Social media and the rise of everyday extremism

Unfortunately, we live in a bitterly divided country. We cannot even agree on the basics.

For example, skepticism regarding the 2020 presidential election still prevails in some places, as does COVID-19 vaccine hesitancy. Additionally, censorship controversies are ongoing both in schools and on social media. 

How did we get here? Twenty years ago, the internet was just beginning to see widespread usage in everyday life. At that time, the release of the original iPhone was still more than five years down the road. Today, it is nearly impossible to step outside without seeing somebody engrossed in their pocket-sized supercomputer.

The extent to which technology has completely revolutionized the modern human experience is staggering. However, advancements in technology have not always changed our society for the better. 

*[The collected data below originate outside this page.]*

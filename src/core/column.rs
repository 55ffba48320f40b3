//! Purpose: Immutable, shareable typed columns: validity bitmap + physical buffers + children.
//! Exports: `Column`, `ColumnData`, `Dictionary`, `ObservedDictionary`, `NativeType`, `EqualityOptions`.
//! Role: Read-only structure the codecs iterate; decoders assemble new columns via `try_from_parts`.
//! Invariants: Validity length equals the row count; array children hold exactly `rows * size` rows.
//! Invariants: Offsets start at 0, never decrease, and end at the child/value length.
//! Invariants: The observed-dictionary cache is published once through `OnceLock`; columns are
//!             otherwise never mutated after construction.
use std::collections::HashMap;
use std::sync::{Arc, OnceLock};

use bytes::Bytes;

use crate::core::bitmap::Bitmap;
use crate::core::dtype::{DataType, PhysicalType};
use crate::core::error::Error;
use crate::core::value::{OpaqueValue, Value};

/// Physical storage of a column. The variant is fixed by `DataType::physical`.
#[derive(Clone, Debug)]
pub enum ColumnData {
    Null,
    Boolean(Bitmap),
    Int8(Arc<[i8]>),
    Int16(Arc<[i16]>),
    Int32(Arc<[i32]>),
    Int64(Arc<[i64]>),
    Int128(Arc<[i128]>),
    UInt8(Arc<[u8]>),
    UInt16(Arc<[u16]>),
    UInt32(Arc<[u32]>),
    UInt64(Arc<[u64]>),
    Float32(Arc<[f32]>),
    Float64(Arc<[f64]>),
    Bytes { offsets: Arc<[u64]>, values: Bytes },
    Dictionary(Arc<Dictionary>),
    List { offsets: Arc<[u64]>, child: Arc<Column> },
    Array(Arc<Column>),
    Struct(Arc<[Column]>),
    Opaque(Arc<[Option<OpaqueValue>]>),
}
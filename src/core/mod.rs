// Core modules implementing the type model, column store, codecs, and error modeling.
pub mod binary;
pub mod bitmap;
pub mod builder;
pub mod column;
pub mod dtype;
pub mod error;
pub mod format;
pub mod frame;
pub mod table;
pub(crate) mod temporal;
pub mod text;
pub mod value;
pub(crate) mod visit;
pub(crate) mod wire;
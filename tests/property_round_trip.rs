//! Purpose: Property tests for exact round trips over generated nullable columns.
//! Exports: Integration tests only (no runtime exports).
//! Role: Cover value shapes hand-written fixtures miss (odd unicode, NaN payloads, extreme dates).
//! Invariants: `deserialize(serialize(t, f), f) == t` for both formats under strict equality.

use colframe::api::{Column, DataType, Format, Table, TimeUnit, Value, from_bytes, to_bytes};
use proptest::prelude::*;

fn assert_round_trips(table: &Table) -> Result<(), TestCaseError> {
    for format in [Format::Binary, Format::Text] {
        let bytes = to_bytes(table, format).map_err(|err| TestCaseError::fail(err.to_string()))?;
        let decoded = from_bytes(&bytes, format).map_err(|err| TestCaseError::fail(err.to_string()))?;
        prop_assert_eq!(&decoded, table, "format {}", format);
        let again = to_bytes(&decoded, format).map_err(|err| TestCaseError::fail(err.to_string()))?;
        prop_assert_eq!(again, bytes, "re-encoding differs for {}", format);
    }
    Ok(())
}

fn single(name: &str, dtype: DataType, values: Vec<Value>) -> Table {
    Table::new(vec![Column::from_values(name, dtype, values).expect("column")]).expect("table")
}

fn arb_list_row() -> impl Strategy<Value = Value> {
    prop::option::of(prop::collection::vec(prop::option::of(any::<i16>()), 0..6)).prop_map(|row| {
        row.map_or(Value::Null, |items| {
            Value::List(items.into_iter().map(Value::from).collect())
        })
    })
}

proptest! {
    #![proptest_config(ProptestConfig::with_cases(64))]

    #[test]
    fn prop_nullable_integers(values in prop::collection::vec(prop::option::of(any::<i64>()), 0..40)) {
        let values = values.into_iter().map(Value::from).collect();
        assert_round_trips(&single("i", DataType::Int64, values))?;
    }

    #[test]
    fn prop_nullable_strings(values in prop::collection::vec(prop::option::of(any::<String>()), 0..20)) {
        let values = values.into_iter().map(Value::from).collect();
        assert_round_trips(&single("s", DataType::String, values))?;
    }

    #[test]
    fn prop_raw_bytes(values in prop::collection::vec(prop::collection::vec(any::<u8>(), 0..16), 0..20)) {
        let values = values.into_iter().map(Value::from).collect();
        assert_round_trips(&single("b", DataType::Binary, values))?;
    }

    #[test]
    fn prop_any_float(values in prop::collection::vec(any::<f64>(), 0..40)) {
        let values = values.into_iter().map(Value::from).collect();
        assert_round_trips(&single("f", DataType::Float64, values))?;
    }

    #[test]
    fn prop_integer_lists(rows in prop::collection::vec(arb_list_row(), 0..20)) {
        assert_round_trips(&single("l", DataType::list(DataType::Int16), rows))?;
    }

    #[test]
    fn prop_temporal_extremes(days in any::<i32>(), nanos in any::<i64>()) {
        let table = Table::new(vec![
            Column::from_values("d", DataType::Date, [Value::Date(days), Value::Null]).expect("d"),
            Column::from_values(
                "t",
                DataType::datetime(TimeUnit::Nanoseconds, None),
                [Value::Null, Value::Datetime(nanos)],
            )
            .expect("t"),
        ])
        .expect("table");
        assert_round_trips(&table)?;
    }

    #[test]
    fn prop_categories(values in prop::collection::vec(prop::option::of("[a-d]{1,2}"), 0..30)) {
        let values = values.into_iter().map(|value| value.map_or(Value::Null, Value::Category)).collect();
        assert_round_trips(&single("c", DataType::Categorical, values))?;
    }
}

In many ways, technology takes advantage of human nature. Naturally, the most sensational things garner the most attention. In the age of digital news, this creates a situation in which high quality reporting is not necessarily the most valued product.

A world driven by clicks drives us apart in two primary ways: it distorts people’s perception of normal reality, and it creates echo chambers where ideas go unchecked. 

The cliché holds true: if something is free, you are the product. On the internet, access to websites is generally free. Often, sites make money by allowing advertisements on their webpages, and more internet traffic equates to more money. When it comes to reporting news, this process incentivizes sensationalism because extraordinary headlines attract more clicks and therefore more money.

A consequence of this phenomenon is that the people’s perceptions of reality become falsely skewed toward extremes. 

The most extreme stories, video clips, and soundbites are those which catch on and go viral. Because there is a disproportionate amount of extreme content circulating, and people consume more online content than ever, the most egregious situations from far and wide occupy the common consciousness and begin to seem more normal. 

This normalization becomes especially dangerous when more radical content goes unchecked in echo chambers, where people are only exposed to perspectives with which they agree.

Echo chambers are also a consequence of an internet driven by clicks. Everyone has biases, and when social media platforms, forums, and other sites identify them, they deliberately show their individual users more targeted content to which they will be predisposed. When it comes to politics, people begin to see fewer contrasting opinions, and a positive reinforcement cycle of their own beliefs is created.

When these two phenomena happen simultaneously, when people are presented with increasingly radical one-sided information, trends in political polarization seem to explain themselves. People lose sight of the entirety of the spectrum of rational thought and retreat further into their corner.

Once upon a time, people read the same newspapers, watched the same news, and understood the world in the same way. Then, people could have differing opinions about the same set of circumstances. 

Now, different subsets of people can essentially believe in entirely different realities and “facts” while the common narrative is a shell of what it once was. 

In a country painfully torn between opposing worldviews, the internet enables and encourages division. Questions must be asked: What unites us anymore? How far apart have people drifted? How can we coexist? 

In recent years, there has been a sharp rise in radicalism of all types. We have seen hate, violence, riots, death, pain, and suffering far too often, but we are all just people. 

In the end, we want what is best for each other. When things feel tense, try to remember that your fellow Americans, from the neighbors next door to those thousands of miles away, just might not be as bad as you can imagine they possibly could be. In fact, they might even be pretty decent.